Work to complete: Write the data out again, word for word.

******

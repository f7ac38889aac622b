/*
 *  Copyright 2025-2026 Colliery Software
 *
 *  Licensed under the Apache License, Version 2.0 (the "License");
 *  you may not use this file except in compliance with the License.
 *  You may obtain a copy of the License at
 *
 *      http://www.apache.org/licenses/LICENSE-2.0
 *
 *  Unless required by applicable law or agreed to in writing, software
 *  distributed under the License is distributed on an "AS IS" BASIS,
 *  WITHOUT WARRANTIES OR CONDITIONS OF ANY KIND, either express or implied.
 *  See the License for the specific language governing permissions and
 *  limitations under the License.
 */

//! Outbound notifications.
//!
//! The workflow composes plain-text messages; delivery (email, in-app
//! messaging) belongs to the injected [`Notifier`].

use async_trait::async_trait;

use crate::error::NotifyError;
use crate::models::{DataRequest, UserId};

/// Delivers a message to a user.
#[async_trait]
pub trait Notifier: Send + Sync {
    async fn send(&self, to: UserId, subject: &str, body: &str) -> Result<(), NotifyError>;
}

/// A composed message ready for a [`Notifier`].
#[derive(Debug, Clone, PartialEq, Eq)]
pub struct Message {
    pub subject: String,
    pub body: String,
}

/// Summary sent to an officer about a request needing attention.
pub fn officer_summary(request: &DataRequest) -> Message {
    let mut body = format!(
        "Data request {id}\n\
         Type: {kind}\n\
         Status: {status}\n\
         Subject: user {subject}\n\
         Requested by: user {requester}\n\
         Submitted: {created}\n",
        id = request.id,
        kind = request.request_type,
        status = request.status,
        subject = request.subject_id,
        requester = request.requested_by,
        created = request.created_at,
    );
    if !request.comments.is_empty() {
        body.push_str("\nComments:\n");
        body.push_str(&request.comments);
        body.push('\n');
    }

    Message {
        subject: format!(
            "Data request {} ({}) from user {}",
            request.id, request.request_type, request.requested_by
        ),
        body,
    }
}

/// Message sent to the subject once their request is complete.
pub fn completion_notice(request: &DataRequest) -> Message {
    Message {
        subject: format!("Your data request {} is complete", request.id),
        body: format!(
            "Your {} request submitted on {} has been processed.\n",
            request.request_type, request.created_at
        ),
    }
}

******

Result:
repository f7ac38889aac622b
/*
 *  Copyright 2025-2026 Colliery Software
 *
 *  Licensed under the Apache License, Version 2.0 (the "License");
 *  you may not use this file except in compliance with the License.
 *  You may obtain a copy of the License at
 *
 *      http://www.apache.org/licenses/LICENSE-2.0
 *
 *  Unless required by applicable law or agreed to in writing, software
 *  distributed under the License is distributed on an "AS IS" BASIS,
 *  WITHOUT WARRANTIES OR CONDITIONS OF ANY KIND, either express or implied.
 *  See the License for the specific language governing permissions and
 *  limitations under the License.
 */

//! Outbound notifications.
//!
//! The workflow composes plain-text messages; delivery (email, in-app
//! messaging) belongs to the injected [`Notifier`].

use async_trait::async_trait;

use crate::error::NotifyError;
use crate::models::{DataRequest, UserId};

/// Delivers a message to a user.
#[async_trait]
pub trait Notifier: Send + Sync {
    async fn send(&self, to: UserId, subject: &str, body: &str) -> Result<(), NotifyError>;
}

/// A composed message ready for a [`Notifier`].
#[derive(Debug, Clone, PartialEq, Eq)]
pub struct Message {
    pub subject: String,
    pub body: String,
}

/// Summary sent to an officer about a request needing attention.
pub fn officer_summary(request: &DataRequest) -> Message {
    let mut body = format!(
        "Data request {id}\n\
         Type: {kind}\n\
         Status: {status}\n\
         Subject: user {subject}\n\
         Requested by: user {requester}\n\
         Submitted: {created}\n",
        id = request.id,
        kind = request.request_type,
        status = request.status,
        subject = request.subject_id,
        requester = request.requested_by,
        created = request.created_at,
    );
    if !request.comments.is_empty() {
        body.push_str("\nComments:\n");
        body.push_str(&request.comments);
        body.push('\n');
    }

    Message {
        subject: format!(
            "Data request {} ({}) from user {}",
            request.id, request.request_type, request.requested_by
        ),
        body,
    }
}

/// Message sent to the subject once their request is complete.
pub fn completion_notice(request: &DataRequest) -> Message {
    Message {
        subject: format!("Your data request {} is complete", request.id),
        body: format!(
            "Your {} request submitted on {} has been processed.\n",
            request.request_type, request.created_at
        ),
    }
}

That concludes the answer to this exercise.